Salt iodination insufficient to boost iodine status in pregnant women

20 May 2022
Salt iodination insufficient to boost iodine status in pregnant women

Despite policy advancement and nutritional monitoring, salt iodination seems to be an insufficient measure to provide the adequate level of iodine to pregnant women, reports a recent meta-analysis.

Drawing from the online databases of Medline, Web of Science, Scopus, Embase, and Lilacs, as well as from grey literature, the researchers assessed a total of 61 observational articles eligible for quantitative synthesis. The resulting cumulative population included 163,021 pregnant women.

Pooled analysis revealed that globally, 53 percent of pregnant women had insufficient iodine intake, defined as <250 µg/day.
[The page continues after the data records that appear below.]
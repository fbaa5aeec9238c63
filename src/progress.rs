//! Progress evaluation over committed measurements.

use crate::constants::{ALERT_MIN_MEASUREMENTS, REGRESSION_DROP_DEGREES, STAGNATION_RANGE_DEGREES};
use crate::joints::{JointMovementConfig, JointType, MovementType};
use crate::measurement::Measurement;
use serde::Serialize;
use std::fmt;

/// Where a value lies relative to the healthy range
#[derive(Debug, Clone, Copy, PartialEq, Eq, Serialize)]
#[serde(rename_all = "snake_case")]
pub enum RangeAssessment {
    Below,
    Within,
    Above,
}

/// Classify `angle` against the registered normal range (inclusive)
#[must_use]
pub fn assess_normal_range(config: &JointMovementConfig, angle: f64) -> RangeAssessment {
    let (min, max) = config.normal_range;
    if angle < min {
        RangeAssessment::Below
    } else if angle > max {
        RangeAssessment::Above
    } else {
        RangeAssessment::Within
    }
}

/// Milestone importance
#[derive(Debug, Clone, Copy, PartialEq, Eq, PartialOrd, Ord, Serialize)]
#[serde(rename_all = "snake_case")]
pub enum Priority {
    Critical,
    Target,
    Stretch,
}

/// Post-operative rehabilitation goal
#[derive(Debug, Clone, Copy, PartialEq, Serialize)]
#[serde(rename_all = "camelCase")]
pub struct Milestone {
    pub week_post_op: u32,
    pub joint_type: JointType,
    pub movement_type: MovementType,
    pub target_angle: f64,
    pub label: &'static str,
    pub priority: Priority,
}

const fn milestone(
    week_post_op: u32,
    joint_type: JointType,
    movement_type: MovementType,
    target_angle: f64,
    label: &'static str,
    priority: Priority,
) -> Milestone {
    Milestone {
        week_post_op,
        joint_type,
        movement_type,
        target_angle,
        label,
        priority,
    }
}

/// Goals after total knee replacement
pub const KNEE_TEP_MILESTONES: &[Milestone] = &[
    milestone(1, JointType::Knee, MovementType::Flexion, 70.0, "Week 1: 70° flexion", Priority::Critical),
    milestone(2, JointType::Knee, MovementType::Flexion, 80.0, "Week 2: 80° flexion", Priority::Critical),
    milestone(4, JointType::Knee, MovementType::Flexion, 90.0, "Week 4: 90° flexion", Priority::Critical),
    milestone(6, JointType::Knee, MovementType::Flexion, 100.0, "Week 6: 100° flexion", Priority::Target),
    milestone(8, JointType::Knee, MovementType::Flexion, 110.0, "Week 8: 110° flexion", Priority::Target),
    milestone(12, JointType::Knee, MovementType::Flexion, 120.0, "Week 12: 120° flexion", Priority::Stretch),
    milestone(1, JointType::Knee, MovementType::Extension, 10.0, "Week 1: extension deficit below 10°", Priority::Critical),
    milestone(4, JointType::Knee, MovementType::Extension, 5.0, "Week 4: extension deficit below 5°", Priority::Critical),
    milestone(8, JointType::Knee, MovementType::Extension, 0.0, "Week 8: full extension", Priority::Target),
];

/// Goals after shoulder surgery
pub const SHOULDER_OP_MILESTONES: &[Milestone] = &[
    milestone(2, JointType::Shoulder, MovementType::Flexion, 90.0, "Week 2: 90° flexion (passive)", Priority::Critical),
    milestone(6, JointType::Shoulder, MovementType::Flexion, 120.0, "Week 6: 120° flexion", Priority::Target),
    milestone(6, JointType::Shoulder, MovementType::Abduction, 90.0, "Week 6: 90° abduction", Priority::Target),
    milestone(12, JointType::Shoulder, MovementType::Flexion, 160.0, "Week 12: 160° flexion", Priority::Stretch),
    milestone(12, JointType::Shoulder, MovementType::Abduction, 150.0, "Week 12: 150° abduction", Priority::Stretch),
];

impl Milestone {
    /// Whether this milestone tracks `joint`/`movement`
    #[must_use]
    pub fn applies_to(&self, joint: JointType, movement: MovementType) -> bool {
        self.joint_type == joint && self.movement_type == movement
    }
}

/// Milestones whose week has been reached by `week_post_op`
pub fn milestones_due(table: &[Milestone], week_post_op: u32) -> impl Iterator<Item = &Milestone> {
    table.iter().filter(move |m| m.week_post_op <= week_post_op)
}

/// Whether `angle` satisfies the milestone.
///
/// Extension goals are deficits: the knee must come within the target of
/// straight, so smaller magnitudes are better.
#[must_use]
pub fn milestone_reached(milestone: &Milestone, angle: f64) -> bool {
    match milestone.movement_type {
        MovementType::Extension => angle.abs() <= milestone.target_angle,
        _ => angle >= milestone.target_angle,
    }
}

/// Severity of a progress alert
#[derive(Debug, Clone, Copy, PartialEq, Eq, Serialize)]
#[serde(rename_all = "snake_case")]
pub enum Severity {
    Warning,
    Critical,
}

/// Progress alert
#[derive(Debug, Clone, PartialEq, Serialize)]
#[serde(tag = "type", rename_all = "snake_case")]
pub enum Alert {
    /// No meaningful change over the recent measurements
    Stagnation { count: usize, range: f64 },
    /// The newest value dropped compared to the third newest
    Regression { drop: f64 },
}

impl Alert {
    #[must_use]
    pub fn severity(&self) -> Severity {
        match self {
            Self::Stagnation { .. } => Severity::Warning,
            Self::Regression { .. } => Severity::Critical,
        }
    }
}

impl fmt::Display for Alert {
    fn fmt(&self, f: &mut fmt::Formatter<'_>) -> fmt::Result {
        match self {
            Self::Stagnation { count, .. } => write!(
                f,
                "No progress over the last {count} measurements. Talk to your therapist."
            ),
            Self::Regression { drop } => write!(
                f,
                "Your range of motion dropped by {drop:.0}°. Please contact your doctor."
            ),
        }
    }
}

/// Check measurements (newest first) for stagnation or regression
#[must_use]
pub fn check_for_alerts(measurements: &[Measurement]) -> Option<Alert> {
    let angles: Vec<f64> = measurements.iter().map(|m| m.angle).collect();
    check_angles(&angles)
}

/// [`check_for_alerts`] over bare angles, newest first
#[must_use]
pub fn check_angles(angles: &[f64]) -> Option<Alert> {
    if angles.len() < ALERT_MIN_MEASUREMENTS {
        return None;
    }

    let recent = &angles[..ALERT_MIN_MEASUREMENTS];
    let max = recent.iter().copied().fold(f64::NEG_INFINITY, f64::max);
    let min = recent.iter().copied().fold(f64::INFINITY, f64::min);
    let range = max - min;
    if range < STAGNATION_RANGE_DEGREES {
        return Some(Alert::Stagnation {
            count: recent.len(),
            range,
        });
    }

    let drop = angles[2] - angles[0];
    if drop >= REGRESSION_DROP_DEGREES {
        return Some(Alert::Regression { drop });
    }

    None
}

#[cfg(test)]
mod tests {
    use super::*;
    use crate::joints::{BodySide, JointKey, JointRegistry};

    #[test]
    fn test_normal_range_assessment() {
        let registry = JointRegistry::standard();
        let knee = registry
            .get(&JointKey::new(JointType::Knee, BodySide::Left, MovementType::Flexion))
            .unwrap();
        assert_eq!(assess_normal_range(knee, -3.0), RangeAssessment::Below);
        assert_eq!(assess_normal_range(knee, 150.0), RangeAssessment::Within);
        assert_eq!(assess_normal_range(knee, 151.0), RangeAssessment::Above);
    }

    #[test]
    fn test_milestones_due() {
        let due: Vec<_> = milestones_due(KNEE_TEP_MILESTONES, 4)
            .filter(|m| m.applies_to(JointType::Knee, MovementType::Flexion))
            .map(|m| m.target_angle)
            .collect();
        assert_eq!(due, vec![70.0, 80.0, 90.0]);
        assert_eq!(milestones_due(SHOULDER_OP_MILESTONES, 1).count(), 0);
    }

    #[test]
    fn test_milestone_reached() {
        let flexion = &KNEE_TEP_MILESTONES[2];
        assert!(milestone_reached(flexion, 90.0));
        assert!(!milestone_reached(flexion, 89.5));

        let extension = &KNEE_TEP_MILESTONES[7];
        assert!(milestone_reached(extension, 3.0));
        assert!(milestone_reached(extension, -5.0));
        assert!(!milestone_reached(extension, 8.0));
    }

    #[test]
    fn test_too_few_measurements() {
        assert_eq!(check_angles(&[90.0, 90.0, 90.0, 90.0]), None);
    }

    #[test]
    fn test_stagnation() {
        let alert = check_angles(&[91.0, 90.0, 92.0, 90.5, 91.5]).unwrap();
        assert!(matches!(alert, Alert::Stagnation { count: 5, .. }));
        assert_eq!(alert.severity(), Severity::Warning);
    }

    #[test]
    fn test_regression() {
        let alert = check_angles(&[85.0, 88.0, 92.0, 95.0, 80.0]).unwrap();
        assert_eq!(alert, Alert::Regression { drop: 7.0 });
        assert_eq!(alert.severity(), Severity::Critical);
    }

    #[test]
    fn test_steady_progress() {
        assert_eq!(check_angles(&[100.0, 96.0, 92.0, 88.0, 84.0, 80.0]), None);
    }

    #[test]
    fn test_only_newest_five_count_for_stagnation() {
        assert!(check_angles(&[90.0, 90.5, 91.0, 90.0, 90.2, 60.0]).is_some());
    }
}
Subgroup analysis according to geographic region revealed that iodine insufficiency was much more common in women in Europe (69 percent) and Eurasia (69 percent) than comparators in Asia (46 percent).

In turn, iodine insufficiency among pregnant women was more prevalent in countries with an overall reported insufficient status than in countries where iodine status was good adequate (86 percent vs 61 percent). No other subgroup analysis revealed such strong trends.

In terms of quality, heterogeneity of evidence was high across all analyses, though meta-regression could identify no variable that explained such heterogeneity. The funnel plot was also asymmetric, as confirmed by the Egger test (p=0.009).

“Other steps including iodine supplementation must be taken to improve the nutritional care of pregnant women and reduce the risk of iodine deficiency disorders to the foetus,” the researchers said.